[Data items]
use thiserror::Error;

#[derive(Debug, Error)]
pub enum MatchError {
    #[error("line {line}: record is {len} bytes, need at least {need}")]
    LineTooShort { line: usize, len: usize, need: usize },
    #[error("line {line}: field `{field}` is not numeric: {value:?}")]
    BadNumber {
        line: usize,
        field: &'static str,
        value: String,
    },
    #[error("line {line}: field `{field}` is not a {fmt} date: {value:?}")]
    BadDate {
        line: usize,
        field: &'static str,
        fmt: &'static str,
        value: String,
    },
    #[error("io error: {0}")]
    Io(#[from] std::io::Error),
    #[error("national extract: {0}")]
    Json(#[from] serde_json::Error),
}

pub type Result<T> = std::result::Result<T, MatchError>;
---
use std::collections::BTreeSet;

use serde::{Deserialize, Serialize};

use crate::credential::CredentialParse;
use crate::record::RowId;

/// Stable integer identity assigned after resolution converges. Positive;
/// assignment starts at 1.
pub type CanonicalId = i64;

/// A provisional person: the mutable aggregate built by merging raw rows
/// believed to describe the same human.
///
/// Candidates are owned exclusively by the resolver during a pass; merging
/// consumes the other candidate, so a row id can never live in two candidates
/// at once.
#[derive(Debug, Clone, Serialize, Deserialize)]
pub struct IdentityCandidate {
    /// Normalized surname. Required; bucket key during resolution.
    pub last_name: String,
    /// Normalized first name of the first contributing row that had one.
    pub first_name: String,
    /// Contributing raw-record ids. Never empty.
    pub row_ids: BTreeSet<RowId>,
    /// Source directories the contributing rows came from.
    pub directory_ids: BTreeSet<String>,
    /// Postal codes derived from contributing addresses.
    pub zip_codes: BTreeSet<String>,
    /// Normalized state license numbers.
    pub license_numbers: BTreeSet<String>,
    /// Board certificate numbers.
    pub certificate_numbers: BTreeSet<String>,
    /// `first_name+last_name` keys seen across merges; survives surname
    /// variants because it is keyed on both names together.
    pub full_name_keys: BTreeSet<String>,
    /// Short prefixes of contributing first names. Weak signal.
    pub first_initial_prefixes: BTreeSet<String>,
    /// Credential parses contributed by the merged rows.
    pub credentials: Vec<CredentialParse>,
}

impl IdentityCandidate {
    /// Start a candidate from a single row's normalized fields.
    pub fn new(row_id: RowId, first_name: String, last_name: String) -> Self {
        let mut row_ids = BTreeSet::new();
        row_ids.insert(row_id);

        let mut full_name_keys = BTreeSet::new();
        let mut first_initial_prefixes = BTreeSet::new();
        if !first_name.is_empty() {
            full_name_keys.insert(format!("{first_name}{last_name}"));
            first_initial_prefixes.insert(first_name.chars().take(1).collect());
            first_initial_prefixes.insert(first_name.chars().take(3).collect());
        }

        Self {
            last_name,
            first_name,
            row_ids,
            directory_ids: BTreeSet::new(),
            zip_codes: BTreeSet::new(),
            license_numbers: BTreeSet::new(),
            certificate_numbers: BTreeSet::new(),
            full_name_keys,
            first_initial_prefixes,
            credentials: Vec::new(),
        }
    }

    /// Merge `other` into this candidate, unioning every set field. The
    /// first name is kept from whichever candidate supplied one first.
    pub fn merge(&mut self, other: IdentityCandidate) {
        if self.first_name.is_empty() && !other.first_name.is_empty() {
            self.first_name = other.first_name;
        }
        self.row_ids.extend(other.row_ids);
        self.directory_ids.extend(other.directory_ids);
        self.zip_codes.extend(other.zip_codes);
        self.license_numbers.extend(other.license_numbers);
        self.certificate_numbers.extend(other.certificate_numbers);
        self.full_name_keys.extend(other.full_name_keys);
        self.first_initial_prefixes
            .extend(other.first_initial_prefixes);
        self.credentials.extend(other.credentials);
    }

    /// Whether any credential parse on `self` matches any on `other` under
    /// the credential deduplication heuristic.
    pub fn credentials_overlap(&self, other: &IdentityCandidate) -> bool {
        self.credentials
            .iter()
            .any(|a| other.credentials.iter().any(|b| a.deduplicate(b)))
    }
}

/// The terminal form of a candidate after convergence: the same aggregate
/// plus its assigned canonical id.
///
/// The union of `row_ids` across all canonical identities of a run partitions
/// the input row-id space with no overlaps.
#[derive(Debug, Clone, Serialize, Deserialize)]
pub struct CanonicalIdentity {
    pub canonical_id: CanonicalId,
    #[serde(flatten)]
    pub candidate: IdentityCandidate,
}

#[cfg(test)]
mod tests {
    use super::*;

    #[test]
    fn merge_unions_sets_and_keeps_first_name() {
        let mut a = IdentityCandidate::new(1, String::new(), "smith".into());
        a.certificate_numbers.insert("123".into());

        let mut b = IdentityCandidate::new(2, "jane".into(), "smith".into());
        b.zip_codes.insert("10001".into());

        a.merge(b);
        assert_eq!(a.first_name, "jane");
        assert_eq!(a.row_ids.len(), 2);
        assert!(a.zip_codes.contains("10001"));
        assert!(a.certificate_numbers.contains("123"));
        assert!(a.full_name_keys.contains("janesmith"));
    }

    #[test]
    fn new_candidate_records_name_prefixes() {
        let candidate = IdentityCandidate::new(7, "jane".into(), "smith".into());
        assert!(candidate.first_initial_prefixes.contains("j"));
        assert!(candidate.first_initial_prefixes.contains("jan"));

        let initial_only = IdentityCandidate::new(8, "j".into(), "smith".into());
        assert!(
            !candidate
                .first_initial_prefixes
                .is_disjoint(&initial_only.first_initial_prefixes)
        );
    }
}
---
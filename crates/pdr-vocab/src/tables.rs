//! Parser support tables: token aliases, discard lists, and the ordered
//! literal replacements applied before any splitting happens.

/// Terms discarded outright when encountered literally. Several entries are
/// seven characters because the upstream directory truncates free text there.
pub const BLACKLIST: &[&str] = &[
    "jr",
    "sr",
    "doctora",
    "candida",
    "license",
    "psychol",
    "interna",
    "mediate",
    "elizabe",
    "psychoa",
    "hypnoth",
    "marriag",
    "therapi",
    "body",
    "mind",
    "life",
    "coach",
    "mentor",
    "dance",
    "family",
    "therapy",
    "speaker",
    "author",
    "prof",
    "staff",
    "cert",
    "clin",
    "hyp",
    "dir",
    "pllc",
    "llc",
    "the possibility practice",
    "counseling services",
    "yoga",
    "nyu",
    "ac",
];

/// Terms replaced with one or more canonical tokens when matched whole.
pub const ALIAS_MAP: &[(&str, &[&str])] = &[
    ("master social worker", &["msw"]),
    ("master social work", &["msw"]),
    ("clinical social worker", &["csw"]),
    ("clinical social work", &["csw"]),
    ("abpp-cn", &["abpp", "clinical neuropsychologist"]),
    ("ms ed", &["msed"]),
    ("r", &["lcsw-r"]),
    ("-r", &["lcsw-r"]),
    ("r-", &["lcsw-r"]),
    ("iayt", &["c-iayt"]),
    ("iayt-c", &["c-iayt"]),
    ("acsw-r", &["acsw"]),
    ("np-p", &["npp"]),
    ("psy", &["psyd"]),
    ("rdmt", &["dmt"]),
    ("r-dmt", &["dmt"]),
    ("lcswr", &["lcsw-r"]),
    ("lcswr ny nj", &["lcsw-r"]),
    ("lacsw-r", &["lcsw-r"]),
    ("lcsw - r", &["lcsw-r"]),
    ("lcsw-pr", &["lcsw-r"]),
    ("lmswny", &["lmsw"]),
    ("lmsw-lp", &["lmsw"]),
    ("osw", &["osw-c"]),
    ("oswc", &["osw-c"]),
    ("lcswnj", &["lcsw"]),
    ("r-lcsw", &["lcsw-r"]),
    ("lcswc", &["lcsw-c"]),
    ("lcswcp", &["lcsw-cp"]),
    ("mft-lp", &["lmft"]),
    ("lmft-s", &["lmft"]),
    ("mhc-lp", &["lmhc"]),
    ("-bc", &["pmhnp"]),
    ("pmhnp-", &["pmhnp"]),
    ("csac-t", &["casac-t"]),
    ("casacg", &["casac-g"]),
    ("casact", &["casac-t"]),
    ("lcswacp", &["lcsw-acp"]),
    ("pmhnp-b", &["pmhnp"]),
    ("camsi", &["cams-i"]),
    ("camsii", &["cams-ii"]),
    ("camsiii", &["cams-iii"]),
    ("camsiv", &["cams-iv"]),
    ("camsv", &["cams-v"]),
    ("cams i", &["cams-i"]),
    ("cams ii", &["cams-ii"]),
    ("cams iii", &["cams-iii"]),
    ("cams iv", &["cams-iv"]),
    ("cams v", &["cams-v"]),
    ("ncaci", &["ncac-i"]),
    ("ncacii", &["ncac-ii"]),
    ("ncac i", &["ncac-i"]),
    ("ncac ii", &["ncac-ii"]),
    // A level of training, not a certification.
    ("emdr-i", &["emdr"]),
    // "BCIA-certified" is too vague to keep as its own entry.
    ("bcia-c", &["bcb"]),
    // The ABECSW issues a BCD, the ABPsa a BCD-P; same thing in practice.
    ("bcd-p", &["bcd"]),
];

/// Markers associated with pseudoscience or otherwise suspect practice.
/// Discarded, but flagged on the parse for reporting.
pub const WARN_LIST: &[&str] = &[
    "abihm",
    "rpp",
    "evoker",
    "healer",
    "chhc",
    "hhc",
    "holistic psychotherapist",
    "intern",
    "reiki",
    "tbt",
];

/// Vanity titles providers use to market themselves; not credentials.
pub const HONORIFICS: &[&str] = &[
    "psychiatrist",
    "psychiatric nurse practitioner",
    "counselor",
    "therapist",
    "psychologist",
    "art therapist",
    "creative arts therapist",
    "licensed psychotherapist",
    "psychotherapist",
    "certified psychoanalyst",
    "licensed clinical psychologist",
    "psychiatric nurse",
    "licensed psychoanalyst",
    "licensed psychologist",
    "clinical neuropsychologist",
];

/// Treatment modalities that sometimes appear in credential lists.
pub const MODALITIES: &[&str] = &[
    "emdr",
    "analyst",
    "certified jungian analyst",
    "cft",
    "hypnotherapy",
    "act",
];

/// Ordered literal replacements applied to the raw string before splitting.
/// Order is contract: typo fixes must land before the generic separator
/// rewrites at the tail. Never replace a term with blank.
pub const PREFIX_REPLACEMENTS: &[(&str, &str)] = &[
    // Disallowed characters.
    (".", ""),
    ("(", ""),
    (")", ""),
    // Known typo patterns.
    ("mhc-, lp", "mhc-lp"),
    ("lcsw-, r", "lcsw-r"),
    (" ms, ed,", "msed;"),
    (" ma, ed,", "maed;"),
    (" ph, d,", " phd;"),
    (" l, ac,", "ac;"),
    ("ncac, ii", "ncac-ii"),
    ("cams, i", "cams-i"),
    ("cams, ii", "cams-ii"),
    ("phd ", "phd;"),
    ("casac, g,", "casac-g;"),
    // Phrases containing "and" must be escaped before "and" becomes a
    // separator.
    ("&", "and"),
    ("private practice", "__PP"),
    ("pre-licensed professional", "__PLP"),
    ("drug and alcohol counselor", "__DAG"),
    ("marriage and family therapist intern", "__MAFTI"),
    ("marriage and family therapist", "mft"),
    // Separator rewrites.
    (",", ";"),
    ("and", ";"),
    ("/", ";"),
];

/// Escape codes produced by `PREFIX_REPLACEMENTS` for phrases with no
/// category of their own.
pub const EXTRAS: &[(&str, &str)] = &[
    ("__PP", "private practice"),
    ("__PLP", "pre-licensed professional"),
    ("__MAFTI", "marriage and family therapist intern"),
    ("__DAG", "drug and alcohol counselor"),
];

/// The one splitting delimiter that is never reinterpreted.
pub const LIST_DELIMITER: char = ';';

_WORK TASK:_ Pick out the lines above containing the word "with", then copy them.

_TASK ANSWER:_
/// the input row-id space with no overlaps.
/// Terms replaced with one or more canonical tokens when matched whole.
/// Markers associated with pseudoscience or otherwise suspect practice.
/// rewrites at the tail. Never replace a term with blank.
/// Escape codes produced by `PREFIX_REPLACEMENTS` for phrases with no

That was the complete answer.